▶ _Exercise directions_: Using the data below, determine the number of lines that include the string "values". Write only that number.

(Dataset entries)
****************************************

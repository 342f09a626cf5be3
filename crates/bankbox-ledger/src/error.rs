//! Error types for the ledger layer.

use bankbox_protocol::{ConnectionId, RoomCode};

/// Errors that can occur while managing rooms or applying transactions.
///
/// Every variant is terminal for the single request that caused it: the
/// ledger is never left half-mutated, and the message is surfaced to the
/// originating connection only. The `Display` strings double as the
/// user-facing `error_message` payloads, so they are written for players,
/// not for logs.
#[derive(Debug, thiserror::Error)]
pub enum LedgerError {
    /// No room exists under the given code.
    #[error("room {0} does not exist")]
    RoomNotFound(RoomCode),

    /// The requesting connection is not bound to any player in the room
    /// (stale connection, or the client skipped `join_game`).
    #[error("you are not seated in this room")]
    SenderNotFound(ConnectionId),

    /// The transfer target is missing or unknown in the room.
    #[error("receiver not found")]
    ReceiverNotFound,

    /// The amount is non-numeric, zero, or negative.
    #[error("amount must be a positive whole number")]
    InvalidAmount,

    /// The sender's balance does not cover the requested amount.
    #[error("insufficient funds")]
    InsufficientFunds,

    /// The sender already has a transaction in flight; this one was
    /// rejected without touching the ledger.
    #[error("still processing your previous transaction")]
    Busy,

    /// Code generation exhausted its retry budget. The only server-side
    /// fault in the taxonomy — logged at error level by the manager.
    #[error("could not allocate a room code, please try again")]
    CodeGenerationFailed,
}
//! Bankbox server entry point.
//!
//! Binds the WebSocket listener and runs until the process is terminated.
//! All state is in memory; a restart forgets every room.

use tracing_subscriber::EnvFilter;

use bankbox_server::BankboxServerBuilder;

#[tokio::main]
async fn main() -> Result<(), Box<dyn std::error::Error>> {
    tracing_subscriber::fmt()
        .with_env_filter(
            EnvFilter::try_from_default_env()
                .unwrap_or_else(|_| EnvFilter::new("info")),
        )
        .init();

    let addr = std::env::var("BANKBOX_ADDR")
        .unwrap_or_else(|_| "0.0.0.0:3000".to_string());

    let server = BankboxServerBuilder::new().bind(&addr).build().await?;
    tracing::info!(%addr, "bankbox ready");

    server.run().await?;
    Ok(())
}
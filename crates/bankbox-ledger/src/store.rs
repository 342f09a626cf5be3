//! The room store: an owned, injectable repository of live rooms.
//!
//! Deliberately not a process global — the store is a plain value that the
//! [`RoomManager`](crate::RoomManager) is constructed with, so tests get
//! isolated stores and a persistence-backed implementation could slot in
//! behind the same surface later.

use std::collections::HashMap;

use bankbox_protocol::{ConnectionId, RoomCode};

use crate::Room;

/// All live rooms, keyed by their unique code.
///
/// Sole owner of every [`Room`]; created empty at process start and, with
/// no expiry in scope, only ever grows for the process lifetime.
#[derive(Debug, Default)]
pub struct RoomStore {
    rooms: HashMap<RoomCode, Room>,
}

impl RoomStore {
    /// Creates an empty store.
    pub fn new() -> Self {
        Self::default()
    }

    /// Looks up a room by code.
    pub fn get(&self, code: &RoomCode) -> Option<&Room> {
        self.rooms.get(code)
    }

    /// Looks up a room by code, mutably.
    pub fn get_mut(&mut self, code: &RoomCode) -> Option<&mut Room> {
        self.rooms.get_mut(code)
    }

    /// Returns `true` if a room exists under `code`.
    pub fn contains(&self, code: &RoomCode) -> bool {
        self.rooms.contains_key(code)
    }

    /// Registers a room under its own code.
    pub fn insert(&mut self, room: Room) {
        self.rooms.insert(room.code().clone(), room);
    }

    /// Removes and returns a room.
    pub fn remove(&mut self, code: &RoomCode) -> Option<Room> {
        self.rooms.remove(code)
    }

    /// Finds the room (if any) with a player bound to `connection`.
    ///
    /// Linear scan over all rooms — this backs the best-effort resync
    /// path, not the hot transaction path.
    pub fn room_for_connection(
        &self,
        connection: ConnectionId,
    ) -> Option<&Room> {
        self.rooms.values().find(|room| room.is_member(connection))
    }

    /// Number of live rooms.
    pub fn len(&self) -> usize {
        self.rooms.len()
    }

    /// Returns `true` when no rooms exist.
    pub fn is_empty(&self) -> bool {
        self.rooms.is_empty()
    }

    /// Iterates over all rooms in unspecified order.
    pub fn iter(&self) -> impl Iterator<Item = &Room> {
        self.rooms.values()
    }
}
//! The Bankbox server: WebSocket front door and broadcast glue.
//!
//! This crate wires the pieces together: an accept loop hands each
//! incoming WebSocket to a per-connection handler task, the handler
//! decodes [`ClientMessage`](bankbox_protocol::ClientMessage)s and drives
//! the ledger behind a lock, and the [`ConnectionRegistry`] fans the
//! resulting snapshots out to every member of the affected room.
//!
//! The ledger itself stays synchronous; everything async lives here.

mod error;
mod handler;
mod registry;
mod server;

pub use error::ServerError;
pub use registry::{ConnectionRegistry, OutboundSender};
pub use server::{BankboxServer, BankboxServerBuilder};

****************************************

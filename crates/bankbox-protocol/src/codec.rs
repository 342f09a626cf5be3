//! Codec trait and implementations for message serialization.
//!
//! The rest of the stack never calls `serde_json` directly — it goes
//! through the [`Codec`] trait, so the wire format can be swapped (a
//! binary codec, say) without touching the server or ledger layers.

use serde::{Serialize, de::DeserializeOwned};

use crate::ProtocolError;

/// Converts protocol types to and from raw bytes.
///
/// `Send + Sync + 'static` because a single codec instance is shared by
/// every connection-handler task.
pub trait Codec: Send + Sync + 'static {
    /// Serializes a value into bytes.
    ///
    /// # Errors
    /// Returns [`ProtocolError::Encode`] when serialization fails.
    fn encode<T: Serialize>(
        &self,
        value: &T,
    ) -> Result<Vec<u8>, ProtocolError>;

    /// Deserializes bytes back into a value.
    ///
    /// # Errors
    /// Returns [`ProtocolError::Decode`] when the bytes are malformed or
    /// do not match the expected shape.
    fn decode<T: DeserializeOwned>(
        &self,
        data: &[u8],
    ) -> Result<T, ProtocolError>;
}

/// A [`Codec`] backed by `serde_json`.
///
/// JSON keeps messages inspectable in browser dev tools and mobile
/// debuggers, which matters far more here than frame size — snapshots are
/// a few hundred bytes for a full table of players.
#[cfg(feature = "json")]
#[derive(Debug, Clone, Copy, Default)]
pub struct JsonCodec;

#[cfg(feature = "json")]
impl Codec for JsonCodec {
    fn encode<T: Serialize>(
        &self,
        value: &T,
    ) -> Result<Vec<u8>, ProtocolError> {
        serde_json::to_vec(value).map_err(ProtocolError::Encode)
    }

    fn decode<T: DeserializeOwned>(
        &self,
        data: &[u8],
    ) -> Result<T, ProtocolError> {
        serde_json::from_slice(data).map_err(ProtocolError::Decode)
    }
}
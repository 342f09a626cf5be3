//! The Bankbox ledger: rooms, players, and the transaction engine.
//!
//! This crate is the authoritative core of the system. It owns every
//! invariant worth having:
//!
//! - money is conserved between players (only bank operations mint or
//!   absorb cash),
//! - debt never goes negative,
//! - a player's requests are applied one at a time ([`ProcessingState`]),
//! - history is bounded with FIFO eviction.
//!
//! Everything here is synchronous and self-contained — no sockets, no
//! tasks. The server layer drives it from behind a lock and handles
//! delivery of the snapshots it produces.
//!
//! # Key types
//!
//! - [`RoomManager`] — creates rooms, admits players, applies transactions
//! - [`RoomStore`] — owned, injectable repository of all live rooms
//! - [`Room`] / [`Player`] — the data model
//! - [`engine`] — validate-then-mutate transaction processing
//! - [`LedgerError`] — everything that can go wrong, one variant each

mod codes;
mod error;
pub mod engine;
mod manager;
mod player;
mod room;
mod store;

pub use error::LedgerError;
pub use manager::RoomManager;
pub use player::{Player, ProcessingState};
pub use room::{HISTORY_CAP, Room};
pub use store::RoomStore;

****************************************

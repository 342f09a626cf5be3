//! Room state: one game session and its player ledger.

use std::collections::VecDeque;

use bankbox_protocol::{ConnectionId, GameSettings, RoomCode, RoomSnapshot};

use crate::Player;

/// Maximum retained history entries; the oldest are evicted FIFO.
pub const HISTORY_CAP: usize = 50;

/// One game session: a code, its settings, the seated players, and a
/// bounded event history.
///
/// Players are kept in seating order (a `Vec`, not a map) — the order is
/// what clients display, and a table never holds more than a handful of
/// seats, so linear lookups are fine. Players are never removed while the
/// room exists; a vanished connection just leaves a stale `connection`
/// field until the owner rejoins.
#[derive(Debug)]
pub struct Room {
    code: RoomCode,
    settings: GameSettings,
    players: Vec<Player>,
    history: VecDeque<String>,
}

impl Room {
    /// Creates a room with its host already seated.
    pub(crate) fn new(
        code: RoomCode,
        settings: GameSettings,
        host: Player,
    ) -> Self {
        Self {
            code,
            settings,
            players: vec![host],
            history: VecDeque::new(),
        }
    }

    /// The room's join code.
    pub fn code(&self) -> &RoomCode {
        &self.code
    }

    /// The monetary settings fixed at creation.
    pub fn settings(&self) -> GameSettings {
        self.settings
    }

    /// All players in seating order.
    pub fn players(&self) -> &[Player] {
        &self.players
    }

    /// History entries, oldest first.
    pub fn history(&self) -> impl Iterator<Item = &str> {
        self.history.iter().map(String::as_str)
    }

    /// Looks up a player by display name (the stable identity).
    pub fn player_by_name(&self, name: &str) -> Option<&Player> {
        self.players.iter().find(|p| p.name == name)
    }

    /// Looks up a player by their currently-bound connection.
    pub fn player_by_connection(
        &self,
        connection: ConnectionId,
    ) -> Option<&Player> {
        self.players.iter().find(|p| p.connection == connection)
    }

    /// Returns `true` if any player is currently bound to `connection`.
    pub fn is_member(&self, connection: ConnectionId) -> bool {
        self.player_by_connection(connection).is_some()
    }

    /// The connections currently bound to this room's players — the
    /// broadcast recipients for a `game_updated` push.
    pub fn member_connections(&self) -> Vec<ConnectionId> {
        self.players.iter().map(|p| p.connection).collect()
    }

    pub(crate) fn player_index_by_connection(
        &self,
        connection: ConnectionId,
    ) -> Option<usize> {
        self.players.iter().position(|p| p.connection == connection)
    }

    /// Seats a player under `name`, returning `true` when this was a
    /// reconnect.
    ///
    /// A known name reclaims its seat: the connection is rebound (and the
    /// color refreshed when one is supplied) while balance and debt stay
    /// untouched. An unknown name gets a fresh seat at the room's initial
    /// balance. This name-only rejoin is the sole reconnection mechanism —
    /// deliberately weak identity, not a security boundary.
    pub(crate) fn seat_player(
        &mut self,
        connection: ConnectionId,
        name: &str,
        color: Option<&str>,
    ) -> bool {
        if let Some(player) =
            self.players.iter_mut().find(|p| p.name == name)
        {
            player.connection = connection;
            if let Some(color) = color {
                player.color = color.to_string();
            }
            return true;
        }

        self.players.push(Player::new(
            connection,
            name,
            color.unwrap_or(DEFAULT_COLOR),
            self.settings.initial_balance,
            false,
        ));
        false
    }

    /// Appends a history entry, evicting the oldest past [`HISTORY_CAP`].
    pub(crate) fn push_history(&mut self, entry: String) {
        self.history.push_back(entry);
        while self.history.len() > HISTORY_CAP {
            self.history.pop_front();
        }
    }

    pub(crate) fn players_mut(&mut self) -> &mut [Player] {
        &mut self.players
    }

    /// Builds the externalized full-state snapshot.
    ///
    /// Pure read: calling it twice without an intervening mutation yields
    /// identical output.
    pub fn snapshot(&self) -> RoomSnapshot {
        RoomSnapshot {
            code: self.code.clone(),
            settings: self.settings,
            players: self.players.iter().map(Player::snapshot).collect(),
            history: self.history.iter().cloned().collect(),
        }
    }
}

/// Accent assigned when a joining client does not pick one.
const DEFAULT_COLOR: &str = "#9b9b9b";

****************************************

▶ _Output below_: 2